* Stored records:
=== Section Start ===

//! Essay actions and the submit-then-wait flow against the fake gateway.

mod support;

use std::sync::Arc;
use std::time::Duration;

use mentor_client::{
    EssayActions, EssayGateway, EssayStore, FeedbackPoller, NotificationKind, PollPhase,
    PollPolicy,
};
use mentor_types::{EssayDraft, EssayQuery, EssayStatus};

use support::{collecting_notifier, essay, feedback, kinds, wait_for_phase, FakeGateway, Op};

fn draft(title: &str) -> EssayDraft {
    EssayDraft::new(
        title,
        "Challenges of digital inclusion",
        "Lorem ipsum dolor sit amet ".repeat(50),
    )
}

#[tokio::test(start_paused = true)]
async fn test_submit_then_wait_until_feedback_is_ready() {
    let gw = FakeGateway::new().with_essay(essay(42, EssayStatus::Draft));
    gw.analyze_at_get(3, 42);
    gw.feedback_at_get(4, feedback(1, 42, 720));

    let store = EssayStore::new();
    let (notifier, seen) = collecting_notifier();
    let gateway: Arc<dyn EssayGateway> = gw.clone();
    let actions = EssayActions::new(Arc::clone(&gateway), store.clone(), notifier.clone());
    actions.load_page(&EssayQuery::default()).await.unwrap();
    assert_eq!(store.get(42).unwrap().status, EssayStatus::Draft);

    let submitted = actions.submit(42).await.unwrap().expect("not in flight");
    assert_eq!(submitted.status, EssayStatus::Submitted);
    assert_eq!(store.get(42).unwrap().status, EssayStatus::Submitted);

    let poller = FeedbackPoller::new(gateway, notifier, PollPolicy::default())
        .with_store(store.clone());
    let mut rx = poller.subscribe();
    poller.watch_submission(submitted);

    let ready = wait_for_phase(&mut rx, PollPhase::Ready).await;
    assert_eq!(ready.attempts, 4);
    assert_eq!(ready.overall_score(), Some(720));
    assert_eq!(gw.count(Op::Get), 4);
    assert_eq!(gw.count(Op::Submit), 1);
    assert_eq!(store.get(42).unwrap().status, EssayStatus::Analyzed);
    // Only the submission notice; polling itself stays quiet.
    assert_eq!(kinds(&seen), vec![NotificationKind::Success]);
}

#[tokio::test(start_paused = true)]
async fn test_duplicate_submit_is_ignored_while_in_flight() {
    let gw = FakeGateway::new().with_essay(essay(11, EssayStatus::Draft));
    gw.set_submit_latency(Duration::from_millis(500));
    let (notifier, seen) = collecting_notifier();
    let actions = EssayActions::new(gw.clone(), EssayStore::new(), notifier);

    let (first, second) = tokio::join!(actions.submit(11), actions.submit(11));
    assert!(first.unwrap().is_some());
    assert!(second.unwrap().is_none());
    assert_eq!(gw.count(Op::Submit), 1);
    assert_eq!(seen.lock().unwrap().len(), 1);

    // Guard is released once the first call completes.
    assert!(actions.submit(11).await.unwrap().is_some());
}

#[tokio::test(start_paused = true)]
async fn test_create_and_submit_guards_new_essays() {
    let gw = FakeGateway::new();
    gw.set_submit_latency(Duration::from_millis(500));
    let store = EssayStore::new();
    let (notifier, _seen) = collecting_notifier();
    let actions = EssayActions::new(gw.clone(), store.clone(), notifier);

    let new_essay = draft("Digital divide");
    let (first, second) = tokio::join!(
        actions.create_and_submit(&new_essay),
        actions.create_and_submit(&new_essay)
    );
    let essay = first.unwrap().expect("first call proceeds");
    assert!(second.unwrap().is_none());
    assert_eq!(gw.count(Op::Create), 1);
    assert_eq!(essay.status, EssayStatus::Submitted);
    assert_eq!(store.essays().len(), 1);
    assert_eq!(store.get(essay.id).unwrap().status, EssayStatus::Submitted);
}

#[tokio::test]
async fn test_draft_lifecycle_updates_the_cache() {
    let gw = FakeGateway::new();
    let store = EssayStore::new();
    let (notifier, seen) = collecting_notifier();
    let actions = EssayActions::new(gw.clone(), store.clone(), notifier);

    let created = actions.create_draft(&draft("First draft")).await.unwrap();
    assert_eq!(created.status, EssayStatus::Draft);
    assert_eq!(store.essays()[0].id, created.id);

    let saved = actions
        .save(created.id, &draft("Second draft"))
        .await
        .unwrap();
    assert_eq!(store.get(created.id).unwrap().title, saved.title);

    actions.delete(created.id).await.unwrap();
    assert!(store.get(created.id).is_none());
    assert_eq!(
        kinds(&seen),
        vec![NotificationKind::Success; 3],
    );

    // A failed delete leaves the cache alone.
    assert!(actions.delete(created.id).await.is_err());
    assert!(store.is_empty());
}

#[tokio::test]
async fn test_load_page_returns_one_page_with_totals() {
    let gw = FakeGateway::new();
    for id in 1..=12 {
        gw.with_essay(essay(id, EssayStatus::Draft));
    }
    let store = EssayStore::new();
    let (notifier, _seen) = collecting_notifier();
    let actions = EssayActions::new(gw.clone(), store.clone(), notifier);

    let page = actions.load_page(&EssayQuery::page(1, 5)).await.unwrap();
    assert_eq!(page.content.len(), 5);
    assert_eq!(page.total_elements, 12);
    assert_eq!(page.total_pages, 3);
    assert_eq!(store.len(), 5);
    assert!(!store.snapshot().loading);
}

#[tokio::test]
async fn test_analyzed_with_scores_tolerates_missing_feedback() {
    let gw = FakeGateway::new()
        .with_essay(essay(1, EssayStatus::Analyzed))
        .with_essay(essay(2, EssayStatus::Analyzed))
        .with_essay(essay(3, EssayStatus::Draft));
    gw.set_feedbacks(1, vec![feedback(10, 1, 880), feedback(9, 1, 600)]);
    let (notifier, _seen) = collecting_notifier();
    let actions = EssayActions::new(gw.clone(), EssayStore::new(), notifier);

    let scored = actions.analyzed_with_scores().await.unwrap();
    assert_eq!(scored.len(), 2);
    assert_eq!(scored[0].score(), Some(880));
    assert_eq!(scored[1].score(), None);
}

#[tokio::test]
async fn test_dashboard_degrades_when_stats_fail() {
    let gw = FakeGateway::new();
    for id in 1..=7 {
        gw.with_essay(essay(id, EssayStatus::Submitted));
    }
    gw.fail_stats(true);
    let (notifier, _seen) = collecting_notifier();
    let actions = EssayActions::new(gw.clone(), EssayStore::new(), notifier);

    let summary = actions.dashboard().await.unwrap();
    assert_eq!(summary.recent.len(), 5);
    assert_eq!(summary.total_essays, 7);
    assert!(summary.stats.is_none());

    gw.fail_stats(false);
    let summary = actions.dashboard().await.unwrap();
    assert_eq!(summary.stats.unwrap().total_essays, 7);
}
//! HTTP plumbing shared by the gateway and the services.
//!
//! Every request carries the bearer token from the [`AuthStore`]. Failures
//! are classified into [`ApiError`] and go through a single reaction step:
//! a 401 clears the session, and unless the client is silent exactly one
//! notification is emitted. Services built on top must not notify again
//! for the same failure.

use std::sync::Arc;

use reqwest::{Method, RequestBuilder};
use serde::de::DeserializeOwned;
use serde::Serialize;
use tracing::{debug, warn};

use crate::config::ClientConfig;
use crate::error::ApiError;
use crate::notify::Notifier;
use crate::store::AuthStore;

#[derive(Clone)]
pub struct ApiClient {
    http: reqwest::Client,
    base_url: Arc<str>,
    auth: AuthStore,
    notifier: Notifier,
    surface_errors: bool,
}

impl std::fmt::Debug for ApiClient {
    fn fmt(&self, f: &mut std::fmt::Formatter<'_>) -> std::fmt::Result {
        f.debug_struct("ApiClient")
            .field("base_url", &self.base_url)
            .field("surface_errors", &self.surface_errors)
            .finish()
    }
}

impl ApiClient {
    pub fn new(config: &ClientConfig, auth: AuthStore, notifier: Notifier) -> Result<Self, ApiError> {
        let http = reqwest::Client::builder()
            .timeout(config.request_timeout)
            .build()
            .map_err(|e| ApiError::Network(format!("failed to build HTTP client: {e}")))?;
        debug!(base_url = %config.api_base_url, "API client initialized");
        Ok(Self {
            http,
            base_url: Arc::from(config.api_base_url.trim_end_matches('/')),
            auth,
            notifier,
            surface_errors: true,
        })
    }

    /// Same client, but failures are never surfaced as notifications.
    ///
    /// Meant for background work such as polling. A 401 still clears the
    /// session.
    pub fn silent(&self) -> Self {
        Self {
            surface_errors: false,
            ..self.clone()
        }
    }

    pub fn is_silent(&self) -> bool {
        !self.surface_errors
    }

    pub fn base_url(&self) -> &str {
        &self.base_url
    }

    pub fn auth(&self) -> &AuthStore {
        &self.auth
    }

    pub fn notifier(&self) -> &Notifier {
        &self.notifier
    }

    pub async fn get<T: DeserializeOwned>(&self, path: &str) -> Result<T, ApiError> {
        self.execute(Method::GET, path, |r| r).await
    }

    pub async fn get_query<T: DeserializeOwned>(
        &self,
        path: &str,
        query: &[(&str, String)],
    ) -> Result<T, ApiError> {
        self.execute(Method::GET, path, |r| r.query(query)).await
    }

    pub async fn post<B, T>(&self, path: &str, body: &B) -> Result<T, ApiError>
    where
        B: Serialize + ?Sized,
        T: DeserializeOwned,
    {
        self.execute(Method::POST, path, |r| r.json(body)).await
    }

    /// POST without a request body.
    pub async fn post_empty<T: DeserializeOwned>(&self, path: &str) -> Result<T, ApiError> {
        self.execute(Method::POST, path, |r| r).await
    }

    pub async fn put<B, T>(&self, path: &str, body: &B) -> Result<T, ApiError>
    where
        B: Serialize + ?Sized,
        T: DeserializeOwned,
    {
        self.execute(Method::PUT, path, |r| r.json(body)).await
    }

    pub async fn delete<T: DeserializeOwned>(&self, path: &str) -> Result<T, ApiError> {
        self.execute(Method::DELETE, path, |r| r).await
    }

    pub async fn post_multipart<T: DeserializeOwned>(
        &self,
        path: &str,
        form: reqwest::multipart::Form,
    ) -> Result<T, ApiError> {
        self.execute(Method::POST, path, |r| r.multipart(form)).await
    }

    async fn execute<T: DeserializeOwned>(
        &self,
        method: Method,
        path: &str,
        build: impl FnOnce(RequestBuilder) -> RequestBuilder,
    ) -> Result<T, ApiError> {
        let url = format!("{}/{}", self.base_url, path.trim_start_matches('/'));
        let token = self.auth.token();
        let had_token = token.is_some();

        let mut request = build(self.http.request(method.clone(), &url));
        if let Some(token) = token {
            request = request.bearer_auth(token);
        }

        debug!(%method, %url, "API request");
        let result = send(request).await;
        if let Err(err) = &result {
            self.react(&method, &url, err, had_token);
        }
        result
    }

    fn react(&self, method: &Method, url: &str, err: &ApiError, had_token: bool) {
        warn!(%method, %url, category = ?err.category(), error = %err, "API request failed");

        if let ApiError::Authentication(message) = err {
            // Without a session the 401 is a credential rejection, not an expiry.
            if !had_token {
                if self.surface_errors {
                    self.notifier.error(message.clone());
                }
                return;
            }
            self.auth.clear();
        }

        if self.surface_errors {
            self.notifier.error(err.user_message(&self.base_url));
        }
    }
}

async fn send<T: DeserializeOwned>(request: RequestBuilder) -> Result<T, ApiError> {
    let response = request
        .send()
        .await
        .map_err(|e| ApiError::Network(e.to_string()))?;
    let status = response.status();
    let bytes = response
        .bytes()
        .await
        .map_err(|e| ApiError::Network(format!("failed to read response body: {e}")))?;

    if !status.is_success() {
        return Err(ApiError::from_response(
            status.as_u16(),
            status.canonical_reason(),
            &String::from_utf8_lossy(&bytes),
        ));
    }
    decode_body(&bytes)
}

/// Empty bodies decode as JSON `null`, so `()` and `Option<_>` work for 204s.
fn decode_body<T: DeserializeOwned>(bytes: &[u8]) -> Result<T, ApiError> {
    if bytes.iter().all(u8::is_ascii_whitespace) {
        return serde_json::from_slice(b"null").map_err(ApiError::from);
    }
    serde_json::from_slice(bytes).map_err(ApiError::from)
}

=== Section End ===

* Task goal:
Every line above that holds the word "join" should be copied out.

* Expected answer:
    let (first, second) = tokio::join!(actions.submit(11), actions.submit(11));
    let (first, second) = tokio::join!(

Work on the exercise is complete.